Man wäscht sie besser roh,
sonst stinkt’s am Herd nach...

Die Chancen stehen gut, dass sich trotz besseren Wissens und bestem Willen nur zögerlich in die perfekte Routine der Profis eingefunden wird. Damit findet die zweite große Verwandlung während der Sendung statt: die des wohlwollenden Zuschauers in einen fassungslosen Mitwisser, der sich gegen den Däumling Dümmling wendet, der im Glassarg seines Konservenkosmos unbekümmert mit Soßenbinder und Fertigmayonnaise sein gastronomisches Nahtoderlebnis befleißigt: "Diese Vollidioten, NOCH IMMER haben sie nichts gelernt, dabei ist es doch so einfach!" In der Rolle der einst bösen Köche hat man nun überhaupt kein Verständnis mehr dafür, dass man Ketchup nicht selbst viel leckerer herstellen kann und sich beim Entgräten der Forelle so dumm angestellt wird. Allegorisierend möchte man fragen, wie sie sich nur als unbedarfte Kinder des Arbeitsmarktes im Kochvorschriftenwald der Gastronomie verlaufen und auf das nun entzauberte Hexenwerk an gesättigten Fettsäuren moderner Vorkochindustrien hereinfallen konnten.

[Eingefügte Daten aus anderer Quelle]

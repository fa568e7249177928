//! Entity identifiers.

use serde::{Deserialize, Serialize};
use serde_json::Value;

/// Stable, comparable identifier of an entity within its model.
///
/// Serializes untagged, so records carry `7` or `"abc"` exactly as the
/// client-side store expects.
#[derive(Debug, Clone, PartialEq, Eq, Hash, PartialOrd, Ord, Serialize, Deserialize)]
#[serde(untagged)]
pub enum Identifier {
	/// Integer primary key.
	Int(i64),
	/// String key (slug, UUID, ...).
	Str(String),
}

impl Identifier {
	/// Converts the identifier into a JSON value for a record field.
	pub fn to_value(&self) -> Value {
		match self {
			Self::Int(id) => Value::from(*id),
			Self::Str(id) => Value::from(id.as_str()),
		}
	}
}

impl std::fmt::Display for Identifier {
	fn fmt(&self, f: &mut std::fmt::Formatter<'_>) -> std::fmt::Result {
		match self {
			Self::Int(id) => write!(f, "{}", id),
			Self::Str(id) => write!(f, "{}", id),
		}
	}
}

impl From<i64> for Identifier {
	fn from(id: i64) -> Self {
		Self::Int(id)
	}
}

impl From<i32> for Identifier {
	fn from(id: i32) -> Self {
		Self::Int(i64::from(id))
	}
}

impl From<u32> for Identifier {
	fn from(id: u32) -> Self {
		Self::Int(i64::from(id))
	}
}

impl From<&str> for Identifier {
	fn from(id: &str) -> Self {
		Self::Str(id.to_string())
	}
}

impl From<String> for Identifier {
	fn from(id: String) -> Self {
		Self::Str(id)
	}
}

impl From<Identifier> for Value {
	fn from(id: Identifier) -> Self {
		match id {
			Identifier::Int(id) => Value::from(id),
			Identifier::Str(id) => Value::from(id),
		}
	}
}

#[cfg(test)]
mod tests {
	use super::*;
	use rstest::rstest;
	use serde_json::json;

	#[rstest]
	#[case(Identifier::from(7i64), json!(7))]
	#[case(Identifier::from(7i32), json!(7))]
	#[case(Identifier::from("ada"), json!("ada"))]
	fn test_identifier_to_value(#[case] id: Identifier, #[case] expected: Value) {
		assert_eq!(id.to_value(), expected);
		assert_eq!(serde_json::to_value(&id).unwrap(), expected);
	}

	#[rstest]
	fn test_int_and_string_identifiers_differ() {
		assert_ne!(Identifier::from(1i64), Identifier::from("1"));
	}

	#[rstest]
	fn test_identifier_display() {
		assert_eq!(Identifier::from(42i64).to_string(), "42");
		assert_eq!(Identifier::from("slug").to_string(), "slug");
	}
}
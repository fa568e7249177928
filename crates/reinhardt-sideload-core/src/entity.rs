//! Serializable entities.
//!
//! An entity only needs to say which adapter describes it and what its stable
//! type identity is; everything else about its shape lives in the adapter.

use std::any::Any;

/// A domain object that can be written into a side-loaded document.
///
/// Lazily-loaded proxies should report the type identity of the type they
/// stand in for and return the loaded target from [`Entity::as_any`], so that
/// proxy and real instances resolve to the same adapter and compare as the
/// same kind in homogeneity checks.
///
/// # Examples
///
/// ```
/// use reinhardt_sideload_core::{Entity, impl_entity};
///
/// struct Author {
///     id: i64,
///     name: String,
/// }
///
/// impl_entity!(Author, "author_adapter");
///
/// let author = Author { id: 1, name: "Ada".to_string() };
/// assert_eq!(author.adapter_name(), "author_adapter");
/// assert!(author.type_identity().ends_with("Author"));
/// ```
pub trait Entity: Any {
	/// Name under which the adapter provider knows this entity's adapter.
	fn adapter_name(&self) -> &str;

	/// Stable identity of the entity's type.
	///
	/// Used as the adapter cache key and for homogeneity checks.
	fn type_identity(&self) -> &str {
		std::any::type_name::<Self>()
	}

	/// The concrete value adapters read fields from.
	fn as_any(&self) -> &dyn Any;
}

impl std::fmt::Debug for dyn Entity + '_ {
	fn fmt(&self, f: &mut std::fmt::Formatter<'_>) -> std::fmt::Result {
		f.debug_struct("Entity")
			.field("type_identity", &self.type_identity())
			.field("adapter_name", &self.adapter_name())
			.finish()
	}
}

/// Implements [`Entity`] for a plain struct.
///
/// ```
/// use reinhardt_sideload_core::impl_entity;
///
/// struct Tag {
///     slug: String,
/// }
///
/// impl_entity!(Tag, "tag_adapter");
/// ```
#[macro_export]
macro_rules! impl_entity {
	($ty:ty, $adapter:expr) => {
		impl $crate::Entity for $ty {
			fn adapter_name(&self) -> &str {
				$adapter
			}

			fn as_any(&self) -> &dyn ::std::any::Any {
				self
			}
		}
	};
}

#[cfg(test)]
mod tests {
	use super::*;
	use rstest::rstest;

	struct Planet {
		name: &'static str,
	}

	impl_entity!(Planet, "planet_adapter");

	struct LazyPlanet {
		target: Planet,
	}

	impl Entity for LazyPlanet {
		fn adapter_name(&self) -> &str {
			self.target.adapter_name()
		}

		fn type_identity(&self) -> &str {
			self.target.type_identity()
		}

		fn as_any(&self) -> &dyn Any {
			&self.target
		}
	}

	#[rstest]
	fn test_default_type_identity_is_type_name() {
		let planet = Planet { name: "earth" };
		assert_eq!(planet.type_identity(), std::any::type_name::<Planet>());
		assert_eq!(planet.name, "earth");
	}

	#[rstest]
	fn test_proxy_reports_target_identity() {
		let proxy = LazyPlanet {
			target: Planet { name: "mars" },
		};
		let plain = Planet { name: "venus" };
		assert_eq!(proxy.type_identity(), plain.type_identity());

		let target = proxy.as_any().downcast_ref::<Planet>().unwrap();
		assert_eq!(target.name, "mars");
	}

	#[rstest]
	fn test_dyn_entity_debug() {
		let planet = Planet { name: "earth" };
		let entity: &dyn Entity = &planet;
		let debug_str = format!("{:?}", entity);
		assert!(debug_str.contains("planet_adapter"));
	}
}
//! rstest fixtures.
//!
//! ```rust,ignore
//! use reinhardt_sideload_test::fixtures::*;
//! use rstest::*;
//!
//! #[rstest]
//! fn test_something(library: Library, mut serializer: SideloadSerializer) {
//!     // ...
//! }
//! ```

use crate::adapters::library_adapters;
use crate::logging::init_test_logging;
use crate::models::LAZY_PREFIX;
use reinhardt_sideload_core::{SideloadSerializer, SideloadSettings};
use rstest::fixture;

pub use crate::graphs::Library;

/// The sample library graph.
#[fixture]
pub fn library() -> Library {
	init_test_logging();
	Library::sample()
}

/// Serializer over the library adapters with default settings.
#[fixture]
pub fn serializer() -> SideloadSerializer {
	init_test_logging();
	SideloadSerializer::new(library_adapters())
}

/// Serializer that treats [`Lazy`](crate::models::Lazy) proxies as their targets.
#[fixture]
pub fn lazy_aware_serializer() -> SideloadSerializer {
	init_test_logging();
	let settings = SideloadSettings::new().with_proxy_prefix(LAZY_PREFIX);
	SideloadSerializer::with_settings(library_adapters(), settings)
		.expect("lazy proxy settings must be valid")
}
//! A small library domain used across the test suites.
//!
//! Links between entities are held behind `RwLock` so graphs can be wired up
//! after construction, cycles included. Books point back at their author
//! through a `Weak` reference.

use chrono::{DateTime, FixedOffset};
use parking_lot::RwLock;
use reinhardt_sideload_core::Entity;
use std::any::Any;
use std::sync::{Arc, Weak};

/// Adapter name of [`Author`].
pub const AUTHOR_ADAPTER: &str = "library.author";
/// Adapter name of [`Book`].
pub const BOOK_ADAPTER: &str = "library.book";
/// Adapter name of [`Publisher`].
pub const PUBLISHER_ADAPTER: &str = "library.publisher";
/// Adapter name of [`Tag`].
pub const TAG_ADAPTER: &str = "library.tag";

/// Prefix reported by [`Lazy`] proxies in front of their target's type identity.
pub const LAZY_PREFIX: &str = "__lazy__::";

pub struct Author {
	pub id: i64,
	pub name: String,
	pub hidden: bool,
	books: RwLock<Vec<Arc<Book>>>,
}

impl Author {
	pub fn new(id: i64, name: impl Into<String>) -> Arc<Self> {
		Arc::new(Self {
			id,
			name: name.into(),
			hidden: false,
			books: RwLock::new(Vec::new()),
		})
	}

	/// An author the adapter refuses to expose.
	pub fn hidden(id: i64, name: impl Into<String>) -> Arc<Self> {
		Arc::new(Self {
			id,
			name: name.into(),
			hidden: true,
			books: RwLock::new(Vec::new()),
		})
	}

	pub fn books(&self) -> Vec<Arc<Book>> {
		self.books.read().clone()
	}

	/// Adds a book to the author and points the book back at the author.
	pub fn add_book(self: &Arc<Self>, book: Arc<Book>) {
		book.set_author(self);
		self.books.write().push(book);
	}
}

pub struct Book {
	pub id: i64,
	pub title: String,
	pub published_at: DateTime<FixedOffset>,
	pub keywords: Vec<String>,
	pub hidden: bool,
	author: RwLock<Weak<Author>>,
	publisher: RwLock<Option<Arc<Publisher>>>,
	tags: RwLock<Vec<Arc<Tag>>>,
}

impl Book {
	pub fn new(id: i64, title: impl Into<String>, published_at: DateTime<FixedOffset>) -> Self {
		Self {
			id,
			title: title.into(),
			published_at,
			keywords: Vec::new(),
			hidden: false,
			author: RwLock::new(Weak::new()),
			publisher: RwLock::new(None),
			tags: RwLock::new(Vec::new()),
		}
	}

	pub fn with_keywords<I, S>(mut self, keywords: I) -> Self
	where
		I: IntoIterator<Item = S>,
		S: Into<String>,
	{
		self.keywords = keywords.into_iter().map(Into::into).collect();
		self
	}

	pub fn with_hidden(mut self, hidden: bool) -> Self {
		self.hidden = hidden;
		self
	}

	pub fn into_arc(self) -> Arc<Self> {
		Arc::new(self)
	}

	pub fn author(&self) -> Option<Arc<Author>> {
		self.author.read().upgrade()
	}

	pub fn set_author(&self, author: &Arc<Author>) {
		*self.author.write() = Arc::downgrade(author);
	}

	pub fn publisher(&self) -> Option<Arc<Publisher>> {
		self.publisher.read().clone()
	}

	pub fn set_publisher(&self, publisher: Arc<Publisher>) {
		*self.publisher.write() = Some(publisher);
	}

	pub fn tags(&self) -> Vec<Arc<Tag>> {
		self.tags.read().clone()
	}

	pub fn add_tag(&self, tag: Arc<Tag>) {
		self.tags.write().push(tag);
	}
}

pub struct Publisher {
	pub id: i64,
	pub name: String,
	pub hidden: bool,
}

impl Publisher {
	pub fn new(id: i64, name: impl Into<String>) -> Arc<Self> {
		Arc::new(Self {
			id,
			name: name.into(),
			hidden: false,
		})
	}

	pub fn hidden(id: i64, name: impl Into<String>) -> Arc<Self> {
		Arc::new(Self {
			id,
			name: name.into(),
			hidden: true,
		})
	}
}

/// Tags are identified by their slug.
pub struct Tag {
	pub slug: String,
	pub label: String,
}

impl Tag {
	pub fn new(slug: impl Into<String>, label: impl Into<String>) -> Arc<Self> {
		Arc::new(Self {
			slug: slug.into(),
			label: label.into(),
		})
	}
}

reinhardt_sideload_core::impl_entity!(Author, AUTHOR_ADAPTER);
reinhardt_sideload_core::impl_entity!(Book, BOOK_ADAPTER);
reinhardt_sideload_core::impl_entity!(Publisher, PUBLISHER_ADAPTER);
reinhardt_sideload_core::impl_entity!(Tag, TAG_ADAPTER);

/// Stand-in for a lazily loaded reference.
///
/// The proxy has its own type identity (the target's, behind [`LAZY_PREFIX`])
/// but adapters read the loaded target through [`Entity::as_any`].
pub struct Lazy<T: Entity> {
	target: Arc<T>,
	identity: String,
}

impl<T: Entity> Lazy<T> {
	pub fn new(target: Arc<T>) -> Arc<Self> {
		let identity = format!("{}{}", LAZY_PREFIX, target.type_identity());
		Arc::new(Self { target, identity })
	}

	pub fn target(&self) -> &Arc<T> {
		&self.target
	}
}

impl<T: Entity> Entity for Lazy<T> {
	fn adapter_name(&self) -> &str {
		self.target.adapter_name()
	}

	fn type_identity(&self) -> &str {
		&self.identity
	}

	fn as_any(&self) -> &dyn Any {
		self.target.as_any()
	}
}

Das Wechselbad der Gefühle endet, wenn Oehler den Hackbraten gerettet hat, Schweiger die vorgekochte Frühlingssuppe mit Petersilienkrümeln abnickt und Plogstedt stimmig dazu darauf besteht, die Röstzwiebeln ruhig noch etwas dunkler werden zu lassen. Eine Werbepause später ist klar, dass man ungefähr drei Gerichte der neuen Karte nun selbst kochen kann.

Der große Erfolg (121. - 210. Minute)

Kaum zu glauben, daher weiß man es: Schönfrittchens Prinzen brauchen tatsächlich keine Froschschenkel, um königlich aufzutreten! In unauffälliger Alltagsgarderobe heimeliger Profiküchenoptik sammelt man die Sterntaler vertrauensseliger Kundschaft ein, wenn sich im Choral der Drei aus dem Morgenland unternehmerischer Zukunft das Menü in seine atomaren Bestandteile an Mehlschwitze, Suppenknochenarbeit, Röstaromen und liebevoller Dekoration zerlegen lässt. Die Einfachheit ist das Geheimnis.

Jeder weiß nun, dass dieses Wunder an Geschmack und Respekt vor den Zutaten wahr werden wird, dass der kleine Gastronom stets erhofft, oft erbeten, aber nie zuvor erlebte. Es braucht nur noch den Schritt vor die senderseitig angeheuerten, einst ausgehungerten Mäuler nach dem großen Fressen in die Sirtaki-Grundstellung. Begafft, beklatscht und bewundert wird man sich einig sein, dass dies jedenfalls die schönste Art wäre, die Feier zur eigenen Insolvenz zu begehen.

Und wenn sie nicht auf den Malediven sind, dann sind sie alle tot.